PROBLEM STATEMENT. Beginning with the line that holds "fn default() ->" in the data below, give again every line through the one that holds "at spawn time.", exactly as written.
#### EXERCISE INPUTS ####
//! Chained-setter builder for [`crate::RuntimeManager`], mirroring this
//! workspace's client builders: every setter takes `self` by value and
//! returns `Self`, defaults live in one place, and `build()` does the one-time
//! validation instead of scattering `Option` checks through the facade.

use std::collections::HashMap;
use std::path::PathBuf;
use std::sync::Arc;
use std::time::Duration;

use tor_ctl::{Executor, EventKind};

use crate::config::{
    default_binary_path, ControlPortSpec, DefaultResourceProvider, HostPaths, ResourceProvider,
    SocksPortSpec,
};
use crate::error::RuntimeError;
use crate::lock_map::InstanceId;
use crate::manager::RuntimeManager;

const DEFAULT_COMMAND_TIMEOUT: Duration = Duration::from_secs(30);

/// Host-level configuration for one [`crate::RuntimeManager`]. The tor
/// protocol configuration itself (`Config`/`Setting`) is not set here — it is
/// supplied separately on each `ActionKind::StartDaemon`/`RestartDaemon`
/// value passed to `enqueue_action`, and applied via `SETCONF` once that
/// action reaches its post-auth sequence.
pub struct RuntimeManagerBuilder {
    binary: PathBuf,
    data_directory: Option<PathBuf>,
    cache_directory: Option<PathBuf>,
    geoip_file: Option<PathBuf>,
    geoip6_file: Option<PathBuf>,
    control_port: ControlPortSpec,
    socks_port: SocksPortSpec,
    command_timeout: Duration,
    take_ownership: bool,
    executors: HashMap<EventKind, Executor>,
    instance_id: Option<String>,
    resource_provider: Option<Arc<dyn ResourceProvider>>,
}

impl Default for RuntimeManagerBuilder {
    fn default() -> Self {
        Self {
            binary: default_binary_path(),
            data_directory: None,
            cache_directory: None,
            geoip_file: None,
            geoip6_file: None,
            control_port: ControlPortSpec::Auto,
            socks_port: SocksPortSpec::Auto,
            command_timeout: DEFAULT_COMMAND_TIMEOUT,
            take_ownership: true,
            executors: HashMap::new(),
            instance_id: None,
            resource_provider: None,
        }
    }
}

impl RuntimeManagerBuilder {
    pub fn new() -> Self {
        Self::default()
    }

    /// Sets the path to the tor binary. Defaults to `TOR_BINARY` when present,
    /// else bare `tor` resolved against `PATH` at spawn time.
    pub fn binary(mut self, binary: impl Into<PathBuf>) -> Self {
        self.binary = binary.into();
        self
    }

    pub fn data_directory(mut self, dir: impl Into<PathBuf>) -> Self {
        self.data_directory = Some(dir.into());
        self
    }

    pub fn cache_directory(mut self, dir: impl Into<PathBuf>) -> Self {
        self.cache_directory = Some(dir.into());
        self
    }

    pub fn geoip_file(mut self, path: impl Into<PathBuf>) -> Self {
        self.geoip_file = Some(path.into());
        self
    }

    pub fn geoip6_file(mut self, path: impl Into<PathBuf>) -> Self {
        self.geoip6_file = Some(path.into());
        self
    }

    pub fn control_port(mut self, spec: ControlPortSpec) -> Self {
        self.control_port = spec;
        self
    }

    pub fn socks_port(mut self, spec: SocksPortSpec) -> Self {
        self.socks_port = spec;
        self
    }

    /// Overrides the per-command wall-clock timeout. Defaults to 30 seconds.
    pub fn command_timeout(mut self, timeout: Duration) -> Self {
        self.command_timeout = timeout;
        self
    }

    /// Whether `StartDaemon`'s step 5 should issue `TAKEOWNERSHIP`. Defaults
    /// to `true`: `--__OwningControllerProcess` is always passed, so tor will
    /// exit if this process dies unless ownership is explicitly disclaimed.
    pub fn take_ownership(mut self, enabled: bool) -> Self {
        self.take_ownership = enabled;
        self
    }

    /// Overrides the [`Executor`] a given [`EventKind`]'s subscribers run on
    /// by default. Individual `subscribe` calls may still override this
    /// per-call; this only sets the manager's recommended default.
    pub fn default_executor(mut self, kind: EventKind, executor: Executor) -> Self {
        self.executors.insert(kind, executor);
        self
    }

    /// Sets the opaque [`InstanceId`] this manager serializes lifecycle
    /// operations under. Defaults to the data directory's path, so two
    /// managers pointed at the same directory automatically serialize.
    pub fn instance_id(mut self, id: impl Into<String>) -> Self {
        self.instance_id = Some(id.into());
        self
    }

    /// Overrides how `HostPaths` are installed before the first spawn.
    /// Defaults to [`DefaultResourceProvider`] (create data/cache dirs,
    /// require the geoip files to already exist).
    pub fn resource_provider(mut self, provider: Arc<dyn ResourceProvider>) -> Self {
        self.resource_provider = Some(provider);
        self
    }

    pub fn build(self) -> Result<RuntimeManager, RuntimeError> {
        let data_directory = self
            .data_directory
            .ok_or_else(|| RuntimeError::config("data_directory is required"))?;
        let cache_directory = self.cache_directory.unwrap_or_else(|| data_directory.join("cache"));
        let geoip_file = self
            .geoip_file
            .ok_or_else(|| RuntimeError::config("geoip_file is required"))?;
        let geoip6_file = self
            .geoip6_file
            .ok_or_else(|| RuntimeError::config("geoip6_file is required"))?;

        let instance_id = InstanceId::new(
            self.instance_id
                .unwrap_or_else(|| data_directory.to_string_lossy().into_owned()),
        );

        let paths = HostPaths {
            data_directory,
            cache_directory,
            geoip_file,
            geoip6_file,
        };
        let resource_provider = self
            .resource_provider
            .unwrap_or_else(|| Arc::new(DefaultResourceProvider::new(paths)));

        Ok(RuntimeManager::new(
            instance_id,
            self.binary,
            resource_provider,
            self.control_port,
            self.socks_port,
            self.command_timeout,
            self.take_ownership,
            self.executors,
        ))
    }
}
####
ANSWER TO THIS EXERCISE.
    fn default() -> Self {
        Self {
            binary: default_binary_path(),
            data_directory: None,
            cache_directory: None,
            geoip_file: None,
            geoip6_file: None,
            control_port: ControlPortSpec::Auto,
            socks_port: SocksPortSpec::Auto,
            command_timeout: DEFAULT_COMMAND_TIMEOUT,
            take_ownership: true,
            executors: HashMap::new(),
            instance_id: None,
            resource_provider: None,
        }
    }
}

impl RuntimeManagerBuilder {
    pub fn new() -> Self {
        Self::default()
    }

    /// Sets the path to the tor binary. Defaults to `TOR_BINARY` when present,
    /// else bare `tor` resolved against `PATH` at spawn time.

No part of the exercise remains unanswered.